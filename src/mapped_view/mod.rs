//! L3: `MappedView`, a window of address space bound to a `Mapping`.
//!
//! Growing a view never physically moves the region unless the platform
//! forces it to (Windows always does; POSIX only when `mremap` can't extend
//! in place) — callers that hold raw pointers into a view must treat any
//! `expand` as potentially invalidating them, exactly like `vm::expand_back`
//! one layer down. Shrinking is best-effort: where the platform can give
//! pages back (`VIEWS_DOWNSIZEABLE`, POSIX) it does; where it can't
//! (Windows) the view keeps its full physical extent and only the logical
//! length tracked here changes.
#[cfg(unix)]
mod posix;
#[cfg(unix)]
use posix as imp;

#[cfg(windows)]
mod windows;
#[cfg(windows)]
use windows as imp;

use crate::error::Result;
use crate::mapping::Mapping;
use crate::vm::Protection;
use std::ffi::c_void;
use std::ptr::NonNull;

pub struct MappedView {
    ptr: NonNull<c_void>,
    /// Physical extent of the mapping (what was actually reserved/mapped).
    mapped_len: usize,
    /// Logical length a caller has asked for; `<= mapped_len` always, and
    /// `== mapped_len` on platforms without in-place shrink.
    len: usize,
    protection: Protection,
}

unsafe impl Send for MappedView {}
unsafe impl Sync for MappedView {}

impl MappedView {
    /// Maps `size` bytes of `mapping` starting at `offset`, with `protection`
    /// matching the access/share flags used to create the mapping.
    pub fn map(
        mapping: &Mapping,
        protection: Protection,
        offset: u64,
        size: usize,
    ) -> Result<Self> {
        let ptr = imp::map(mapping, protection, offset, size)?;
        Ok(Self {
            ptr,
            mapped_len: size,
            len: size,
            protection,
        })
    }

    #[inline]
    pub fn as_ptr(&self) -> *const u8 {
        self.ptr.as_ptr() as *const u8
    }

    #[inline]
    pub fn as_mut_ptr(&mut self) -> *mut u8 {
        self.ptr.as_ptr() as *mut u8
    }

    #[inline]
    pub fn len(&self) -> usize {
        self.len
    }

    #[inline]
    pub fn is_empty(&self) -> bool {
        self.len == 0
    }

    pub fn protection(&self) -> Protection {
        self.protection
    }

    /// Grows the view to `new_len`, remapping against `mapping` starting at
    /// `offset` if the platform can't extend the existing range in place.
    pub fn expand(&mut self, mapping: &Mapping, offset: u64, new_len: usize) -> Result<()> {
        if new_len <= self.mapped_len {
            self.len = new_len;
            return Ok(());
        }
        let (new_ptr, new_mapped_len) =
            imp::expand(self.ptr, self.mapped_len, mapping, self.protection, offset, new_len)?;
        self.ptr = new_ptr;
        self.mapped_len = new_mapped_len;
        self.len = new_len;
        Ok(())
    }

    /// Shrinks the logical length to `new_len`. Gives physical pages back to
    /// the OS where that's possible (POSIX); on Windows the physical extent
    /// is left untouched and only bookkeeping changes.
    pub fn shrink(&mut self, new_len: usize) -> Result<()> {
        assert!(new_len <= self.len);
        let new_mapped_len = imp::shrink(self.ptr, self.mapped_len, new_len)?;
        self.mapped_len = new_mapped_len;
        self.len = new_len;
        Ok(())
    }

    /// Schedules dirty pages for writeback without blocking.
    pub fn flush_async(&self) {
        imp::flush_async(self.ptr, self.len);
    }

    /// Flushes dirty pages and, for file-backed mappings, waits for the
    /// underlying file's data to reach stable storage.
    pub fn flush_blocking(&self, mapping: &Mapping) -> Result<()> {
        imp::flush_blocking(self.ptr, self.len, mapping)
    }

    /// Hints to the OS that `[offset, offset + len)` no longer holds data
    /// worth keeping resident (`MADV_DONTNEED` / `MEM_RESET`). Used by
    /// `mapped_storage::shrink_to_fit` to proactively release physical pages
    /// before the view itself is downsized; a no-op the OS is always free to
    /// ignore, never a correctness requirement.
    pub fn discard(&self, offset: usize, len: usize) {
        assert!(offset + len <= self.len);
        imp::discard(self.ptr, offset, len);
    }
}

impl Drop for MappedView {
    fn drop(&mut self) {
        imp::unmap(self.ptr, self.mapped_len);
    }
}

#[cfg(test)]
mod test {
    use super::*;
    use crate::flags::{ChildProcess, ObjectAccess, ShareMode};
    use crate::mapping;

    fn anonymous_mapping(size: u64) -> Mapping {
        mapping::create_mapping(None, ObjectAccess::ReadWrite, ChildProcess::DoesNotInherit, ShareMode::Hidden, size)
            .expect("anonymous mapping should succeed")
    }

    #[test]
    fn map_and_write_round_trip() {
        let mapping = anonymous_mapping(4096);
        let mut view = MappedView::map(&mapping, Protection::ReadWrite, 0, 4096).expect("map should succeed");
        unsafe {
            std::ptr::write_bytes(view.as_mut_ptr(), 0x5a, view.len());
        }
        let slice = unsafe { std::slice::from_raw_parts(view.as_ptr(), view.len()) };
        assert!(slice.iter().all(|&b| b == 0x5a));
    }

    #[test]
    fn expand_preserves_existing_contents() {
        let mapping = anonymous_mapping(4 * 4096);
        let mut view = MappedView::map(&mapping, Protection::ReadWrite, 0, 4096).expect("map should succeed");
        unsafe {
            std::ptr::write_bytes(view.as_mut_ptr(), 0x11, 4096);
        }
        view.expand(&mapping, 0, 2 * 4096).expect("expand should succeed");
        assert_eq!(view.len(), 2 * 4096);
        let slice = unsafe { std::slice::from_raw_parts(view.as_ptr(), 4096) };
        assert!(slice.iter().all(|&b| b == 0x11));
    }

    #[test]
    fn shrink_then_expand_back_is_safe() {
        let mapping = anonymous_mapping(4 * 4096);
        let mut view = MappedView::map(&mapping, Protection::ReadWrite, 0, 2 * 4096).expect("map should succeed");
        view.shrink(4096).expect("shrink should succeed");
        assert_eq!(view.len(), 4096);
        view.expand(&mapping, 0, 2 * 4096).expect("re-expanding after shrink should succeed");
        assert_eq!(view.len(), 2 * 4096);
    }

    #[test]
    fn discard_does_not_change_logical_length() {
        let mapping = anonymous_mapping(4096);
        let view = MappedView::map(&mapping, Protection::ReadWrite, 0, 4096).expect("map should succeed");
        view.discard(0, 4096);
        assert_eq!(view.len(), 4096);
    }
}
//! POSIX backend for L1: `mmap`/`mprotect`/`mremap`/`munmap`.
use super::{ExpandMethod, ExpandResult, Protection, Relocation};
use std::ffi::c_void;
use std::ptr::NonNull;

pub(super) fn query_page_size() -> usize {
    let ret = unsafe { libc::sysconf(libc::_SC_PAGESIZE) };
    assert!(ret > 0, "sysconf(_SC_PAGESIZE) failed");
    ret as usize
}

pub(super) fn query_reserve_granularity() -> usize {
    query_page_size()
}

fn prot_bits(kind: Protection) -> libc::c_int {
    match kind {
        Protection::NoAccess => libc::PROT_NONE,
        Protection::ReadOnly => libc::PROT_READ,
        Protection::ReadWrite => libc::PROT_READ | libc::PROT_WRITE,
    }
}

/// `mmap`s an anonymous, non-reserving (`MAP_NORESERVE`) range with `prot`.
/// Pages are demand-faulted and zero-filled the first time each is touched
/// with write access, which is what lets `reserve` (PROT_NONE) and `commit`
/// (mprotect to PROT_READ|WRITE) behave like the Windows two-step
/// reserve-then-commit even though Linux's overcommit model doesn't need it.
unsafe fn mmap_anon(addr: *mut c_void, size: usize, prot: libc::c_int, fixed: bool) -> *mut c_void {
    let mut flags = libc::MAP_PRIVATE | libc::MAP_ANONYMOUS | libc::MAP_NORESERVE;
    if fixed {
        flags |= libc::MAP_FIXED;
    }
    libc::mmap(addr, size, prot, flags, -1, 0)
}

pub(super) fn reserve(size: usize) -> Option<NonNull<c_void>> {
    let ptr = unsafe { mmap_anon(std::ptr::null_mut(), size, libc::PROT_NONE, false) };
    if ptr == libc::MAP_FAILED {
        None
    } else {
        NonNull::new(ptr)
    }
}

pub(super) fn allocate(size: usize) -> Option<NonNull<c_void>> {
    let ptr = unsafe { mmap_anon(std::ptr::null_mut(), size, libc::PROT_READ | libc::PROT_WRITE, false) };
    if ptr == libc::MAP_FAILED {
        None
    } else {
        NonNull::new(ptr)
    }
}

pub(super) fn allocate_fixed(addr: NonNull<c_void>, size: usize, kind: Protection) -> bool {
    let ptr = unsafe { mmap_anon(addr.as_ptr(), size, prot_bits(kind), true) };
    ptr == addr.as_ptr()
}

pub(super) fn commit(addr: NonNull<c_void>, size: usize) -> bool {
    unsafe { libc::mprotect(addr.as_ptr(), size, libc::PROT_READ | libc::PROT_WRITE) == 0 }
}

/// Re-maps the range `PROT_NONE` over itself; this both revokes access and
/// (per the kernel's anonymous-mapping semantics) discards the physical
/// pages backing it, so a later `commit` sees zero-filled memory again.
pub(super) fn decommit(addr: NonNull<c_void>, size: usize) {
    unsafe {
        mmap_anon(addr.as_ptr(), size, libc::PROT_NONE, true);
    }
}

pub(super) fn free(addr: NonNull<c_void>, size: usize) {
    unsafe {
        libc::munmap(addr.as_ptr(), size);
    }
}

pub(super) fn protect(addr: NonNull<c_void>, size: usize, bits: Protection) -> bool {
    unsafe { libc::mprotect(addr.as_ptr(), size, prot_bits(bits)) == 0 }
}

#[cfg(target_os = "linux")]
unsafe fn try_mremap(
    addr: *mut c_void,
    old_size: usize,
    new_size: usize,
    reloc: Relocation,
) -> *mut c_void {
    let flags = match reloc {
        Relocation::Fixed => 0,
        Relocation::Moveable => libc::MREMAP_MAYMOVE,
    };
    libc::mremap(addr, old_size, new_size, flags)
}

#[cfg(target_os = "linux")]
pub(super) fn expand_back(
    base: NonNull<c_void>,
    current_size: usize,
    required_size: usize,
    used: usize,
    kind: Protection,
    reloc: Relocation,
) -> ExpandResult {
    let new_ptr = unsafe { try_mremap(base.as_ptr(), current_size, required_size, reloc) };
    if new_ptr != libc::MAP_FAILED as *mut c_void {
        let method = if new_ptr == base.as_ptr() {
            ExpandMethod::BackExtended
        } else {
            ExpandMethod::Moved
        };
        // Newly-grown tail pages are zero-filled by the kernel already;
        // `commit`/`allocate_fixed` at a narrower protection is only needed
        // when `kind` requests less than read-write.
        let _ = kind;
        return ExpandResult {
            new_base: NonNull::new(new_ptr),
            new_size: required_size,
            method,
        };
    }
    reserve_copy_release(base, current_size, required_size, used, kind)
}

#[cfg(not(target_os = "linux"))]
pub(super) fn expand_back(
    base: NonNull<c_void>,
    current_size: usize,
    required_size: usize,
    used: usize,
    kind: Protection,
    _reloc: Relocation,
) -> ExpandResult {
    reserve_copy_release(base, current_size, required_size, used, kind)
}

pub(super) fn expand_front(
    base: NonNull<c_void>,
    current_size: usize,
    required_size: usize,
    used: usize,
    kind: Protection,
    _reloc: Relocation,
) -> ExpandResult {
    // POSIX has no native front-extending remap; reserve a larger region and
    // copy `used` bytes to the *tail* of it so the logical front has grown.
    let mut new_size = required_size;
    let new_base = match super::reserve(&mut new_size) {
        Some(p) => p,
        None => return ExpandResult::failed(),
    };
    if !commit(new_base, new_size) {
        super::free(new_base, new_size);
        return ExpandResult::failed();
    }
    let delta = new_size - current_size;
    unsafe {
        std::ptr::copy_nonoverlapping(
            base.as_ptr() as *const u8,
            (new_base.as_ptr() as *mut u8).add(delta),
            used,
        );
    }
    let _ = kind;
    super::free(base, current_size);
    ExpandResult {
        new_base: Some(new_base),
        new_size,
        method: ExpandMethod::FrontExtended,
    }
}

fn reserve_copy_release(
    base: NonNull<c_void>,
    current_size: usize,
    required_size: usize,
    used: usize,
    kind: Protection,
) -> ExpandResult {
    let mut new_size = required_size;
    let new_base = match super::reserve(&mut new_size) {
        Some(p) => p,
        None => return ExpandResult::failed(),
    };
    if !commit(new_base, new_size) {
        super::free(new_base, new_size);
        return ExpandResult::failed();
    }
    unsafe {
        std::ptr::copy_nonoverlapping(base.as_ptr() as *const u8, new_base.as_ptr() as *mut u8, used);
    }
    let _ = kind;
    super::free(base, current_size);
    ExpandResult {
        new_base: Some(new_base),
        new_size,
        method: ExpandMethod::Moved,
    }
}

──────

● Exercise aim
Please restate the records word for word. Go from the first line to the line with "where it can't" and include both.

● Reply to the exercise
filename src/mapped_view/mod.rs
//! L3: `MappedView`, a window of address space bound to a `Mapping`.
//!
//! Growing a view never physically moves the region unless the platform
//! forces it to (Windows always does; POSIX only when `mremap` can't extend
//! in place) — callers that hold raw pointers into a view must treat any
//! `expand` as potentially invalidating them, exactly like `vm::expand_back`
//! one layer down. Shrinking is best-effort: where the platform can give
//! pages back (`VIEWS_DOWNSIZEABLE`, POSIX) it does; where it can't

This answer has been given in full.